**The task:** The output should be the line containing "let cache_hits = self.cache_hits.load(Ordering::Relaxed);" and every later line of the records, exactly as written, and nothing else.

^^^^^^^^^^^^^^^^

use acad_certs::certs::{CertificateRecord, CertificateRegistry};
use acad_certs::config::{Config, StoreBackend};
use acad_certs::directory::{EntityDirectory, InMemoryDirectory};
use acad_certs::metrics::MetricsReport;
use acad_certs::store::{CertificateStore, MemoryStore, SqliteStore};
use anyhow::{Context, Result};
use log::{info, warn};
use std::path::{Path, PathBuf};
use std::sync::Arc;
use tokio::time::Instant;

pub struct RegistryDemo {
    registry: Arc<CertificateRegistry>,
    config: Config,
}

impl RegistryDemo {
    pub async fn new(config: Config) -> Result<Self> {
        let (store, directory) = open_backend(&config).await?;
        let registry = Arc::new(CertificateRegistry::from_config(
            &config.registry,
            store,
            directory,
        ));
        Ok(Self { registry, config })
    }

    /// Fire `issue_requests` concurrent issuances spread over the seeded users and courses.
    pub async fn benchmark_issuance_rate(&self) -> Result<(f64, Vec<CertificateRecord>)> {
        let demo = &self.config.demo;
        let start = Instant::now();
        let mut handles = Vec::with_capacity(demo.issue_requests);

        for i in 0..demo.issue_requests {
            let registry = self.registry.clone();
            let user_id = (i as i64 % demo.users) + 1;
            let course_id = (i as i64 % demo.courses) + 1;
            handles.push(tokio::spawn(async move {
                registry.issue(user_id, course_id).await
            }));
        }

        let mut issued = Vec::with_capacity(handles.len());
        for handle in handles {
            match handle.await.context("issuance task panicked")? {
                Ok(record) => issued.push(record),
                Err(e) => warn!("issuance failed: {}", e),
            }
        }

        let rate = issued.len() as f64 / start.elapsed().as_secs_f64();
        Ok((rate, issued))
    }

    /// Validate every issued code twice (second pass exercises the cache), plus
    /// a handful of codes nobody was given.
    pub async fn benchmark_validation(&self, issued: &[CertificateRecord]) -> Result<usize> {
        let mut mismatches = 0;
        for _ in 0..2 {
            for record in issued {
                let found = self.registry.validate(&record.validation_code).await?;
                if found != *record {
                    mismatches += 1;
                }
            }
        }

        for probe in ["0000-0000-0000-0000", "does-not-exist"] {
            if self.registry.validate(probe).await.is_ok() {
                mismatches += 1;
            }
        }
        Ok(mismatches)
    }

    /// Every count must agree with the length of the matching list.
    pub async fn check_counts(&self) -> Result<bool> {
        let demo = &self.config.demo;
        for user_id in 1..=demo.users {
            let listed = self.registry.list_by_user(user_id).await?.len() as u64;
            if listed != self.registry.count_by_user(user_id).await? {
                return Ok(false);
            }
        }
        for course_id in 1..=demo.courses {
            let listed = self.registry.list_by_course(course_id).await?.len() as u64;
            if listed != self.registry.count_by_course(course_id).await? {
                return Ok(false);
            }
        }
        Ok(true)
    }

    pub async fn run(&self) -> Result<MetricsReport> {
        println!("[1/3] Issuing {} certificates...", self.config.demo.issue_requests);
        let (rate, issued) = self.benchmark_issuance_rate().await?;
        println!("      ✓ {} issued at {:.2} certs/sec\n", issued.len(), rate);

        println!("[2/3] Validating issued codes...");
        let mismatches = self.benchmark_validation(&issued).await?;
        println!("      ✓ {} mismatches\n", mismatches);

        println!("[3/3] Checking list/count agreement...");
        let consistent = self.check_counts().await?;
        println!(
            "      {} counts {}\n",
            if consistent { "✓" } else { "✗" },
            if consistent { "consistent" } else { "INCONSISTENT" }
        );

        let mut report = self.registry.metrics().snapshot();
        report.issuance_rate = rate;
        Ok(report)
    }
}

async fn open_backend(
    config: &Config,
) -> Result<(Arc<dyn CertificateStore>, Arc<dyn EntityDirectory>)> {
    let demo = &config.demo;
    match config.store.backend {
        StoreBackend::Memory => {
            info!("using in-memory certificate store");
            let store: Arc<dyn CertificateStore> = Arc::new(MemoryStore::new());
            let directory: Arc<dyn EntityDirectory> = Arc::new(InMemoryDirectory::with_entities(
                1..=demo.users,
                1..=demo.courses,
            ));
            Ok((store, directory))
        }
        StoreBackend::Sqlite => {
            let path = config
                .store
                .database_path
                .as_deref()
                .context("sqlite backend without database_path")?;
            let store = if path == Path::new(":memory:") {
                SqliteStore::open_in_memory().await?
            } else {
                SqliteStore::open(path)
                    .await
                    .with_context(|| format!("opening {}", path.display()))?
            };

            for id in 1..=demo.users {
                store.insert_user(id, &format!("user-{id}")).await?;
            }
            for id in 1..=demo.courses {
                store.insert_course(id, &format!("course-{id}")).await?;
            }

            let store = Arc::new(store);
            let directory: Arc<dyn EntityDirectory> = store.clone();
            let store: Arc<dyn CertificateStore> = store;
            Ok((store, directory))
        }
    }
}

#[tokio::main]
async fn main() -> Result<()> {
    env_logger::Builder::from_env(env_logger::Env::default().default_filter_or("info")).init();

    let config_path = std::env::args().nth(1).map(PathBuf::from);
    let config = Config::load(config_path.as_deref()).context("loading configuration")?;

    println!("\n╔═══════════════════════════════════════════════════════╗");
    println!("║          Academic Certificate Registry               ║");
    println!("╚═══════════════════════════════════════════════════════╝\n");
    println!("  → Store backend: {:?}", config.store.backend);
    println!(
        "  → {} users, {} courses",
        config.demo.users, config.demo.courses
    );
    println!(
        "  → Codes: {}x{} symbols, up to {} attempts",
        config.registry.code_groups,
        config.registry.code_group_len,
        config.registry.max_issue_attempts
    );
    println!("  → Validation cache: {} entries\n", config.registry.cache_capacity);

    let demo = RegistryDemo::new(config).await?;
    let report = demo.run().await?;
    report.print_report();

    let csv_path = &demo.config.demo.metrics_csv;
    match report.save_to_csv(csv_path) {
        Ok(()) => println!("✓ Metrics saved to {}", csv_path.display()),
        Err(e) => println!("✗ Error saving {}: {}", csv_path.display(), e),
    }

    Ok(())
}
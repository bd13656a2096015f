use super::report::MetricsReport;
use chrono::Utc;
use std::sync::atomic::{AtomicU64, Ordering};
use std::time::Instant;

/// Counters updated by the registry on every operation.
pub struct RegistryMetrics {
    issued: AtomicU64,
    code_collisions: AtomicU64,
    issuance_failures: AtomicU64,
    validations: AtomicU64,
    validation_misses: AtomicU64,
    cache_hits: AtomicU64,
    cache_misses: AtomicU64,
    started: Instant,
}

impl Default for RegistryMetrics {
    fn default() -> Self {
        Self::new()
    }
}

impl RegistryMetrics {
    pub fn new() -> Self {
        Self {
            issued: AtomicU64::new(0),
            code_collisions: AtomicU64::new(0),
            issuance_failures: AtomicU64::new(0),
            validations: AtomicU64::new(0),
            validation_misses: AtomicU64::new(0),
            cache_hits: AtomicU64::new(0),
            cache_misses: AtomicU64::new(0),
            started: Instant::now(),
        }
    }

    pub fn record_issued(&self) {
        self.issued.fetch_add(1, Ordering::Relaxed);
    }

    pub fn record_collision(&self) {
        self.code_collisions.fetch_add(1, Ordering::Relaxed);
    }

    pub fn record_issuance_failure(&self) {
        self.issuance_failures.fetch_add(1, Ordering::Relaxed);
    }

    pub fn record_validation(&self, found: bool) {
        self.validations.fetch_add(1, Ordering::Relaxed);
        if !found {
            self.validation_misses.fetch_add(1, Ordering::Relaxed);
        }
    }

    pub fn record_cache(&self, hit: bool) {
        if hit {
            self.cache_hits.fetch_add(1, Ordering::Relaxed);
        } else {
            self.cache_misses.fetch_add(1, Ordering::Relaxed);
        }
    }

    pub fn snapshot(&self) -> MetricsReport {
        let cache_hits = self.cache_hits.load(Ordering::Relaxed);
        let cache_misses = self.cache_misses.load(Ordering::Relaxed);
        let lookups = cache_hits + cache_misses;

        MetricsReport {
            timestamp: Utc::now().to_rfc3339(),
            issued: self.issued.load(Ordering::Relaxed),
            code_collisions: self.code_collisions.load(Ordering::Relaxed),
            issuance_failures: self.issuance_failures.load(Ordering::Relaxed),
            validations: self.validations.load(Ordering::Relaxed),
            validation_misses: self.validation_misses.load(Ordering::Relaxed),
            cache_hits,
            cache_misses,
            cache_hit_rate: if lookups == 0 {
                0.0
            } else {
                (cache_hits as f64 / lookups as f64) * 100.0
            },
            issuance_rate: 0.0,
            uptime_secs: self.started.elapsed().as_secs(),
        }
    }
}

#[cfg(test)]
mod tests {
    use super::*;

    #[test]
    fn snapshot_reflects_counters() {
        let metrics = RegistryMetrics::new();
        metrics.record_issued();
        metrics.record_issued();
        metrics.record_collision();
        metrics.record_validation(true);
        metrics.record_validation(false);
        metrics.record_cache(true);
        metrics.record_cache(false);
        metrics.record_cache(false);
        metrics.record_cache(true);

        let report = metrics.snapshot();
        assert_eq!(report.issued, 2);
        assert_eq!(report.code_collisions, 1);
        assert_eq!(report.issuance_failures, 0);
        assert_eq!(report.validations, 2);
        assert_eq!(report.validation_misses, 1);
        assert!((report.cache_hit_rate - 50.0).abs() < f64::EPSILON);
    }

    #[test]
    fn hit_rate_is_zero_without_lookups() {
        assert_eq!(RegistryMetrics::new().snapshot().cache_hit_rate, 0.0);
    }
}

^^^^^^^^^^^^^^^^

**Exercise solution:**
        let cache_hits = self.cache_hits.load(Ordering::Relaxed);
        let cache_misses = self.cache_misses.load(Ordering::Relaxed);
        let lookups = cache_hits + cache_misses;

        MetricsReport {
            timestamp: Utc::now().to_rfc3339(),
            issued: self.issued.load(Ordering::Relaxed),
            code_collisions: self.code_collisions.load(Ordering::Relaxed),
            issuance_failures: self.issuance_failures.load(Ordering::Relaxed),
            validations: self.validations.load(Ordering::Relaxed),
            validation_misses: self.validation_misses.load(Ordering::Relaxed),
            cache_hits,
            cache_misses,
            cache_hit_rate: if lookups == 0 {
                0.0
            } else {
                (cache_hits as f64 / lookups as f64) * 100.0
            },
            issuance_rate: 0.0,
            uptime_secs: self.started.elapsed().as_secs(),
        }
    }
}

#[cfg(test)]
mod tests {
    use super::*;

    #[test]
    fn snapshot_reflects_counters() {
        let metrics = RegistryMetrics::new();
        metrics.record_issued();
        metrics.record_issued();
        metrics.record_collision();
        metrics.record_validation(true);
        metrics.record_validation(false);
        metrics.record_cache(true);
        metrics.record_cache(false);
        metrics.record_cache(false);
        metrics.record_cache(true);

        let report = metrics.snapshot();
        assert_eq!(report.issued, 2);
        assert_eq!(report.code_collisions, 1);
        assert_eq!(report.issuance_failures, 0);
        assert_eq!(report.validations, 2);
        assert_eq!(report.validation_misses, 1);
        assert!((report.cache_hit_rate - 50.0).abs() < f64::EPSILON);
    }

    #[test]
    fn hit_rate_is_zero_without_lookups() {
        assert_eq!(RegistryMetrics::new().snapshot().cache_hit_rate, 0.0);
    }
}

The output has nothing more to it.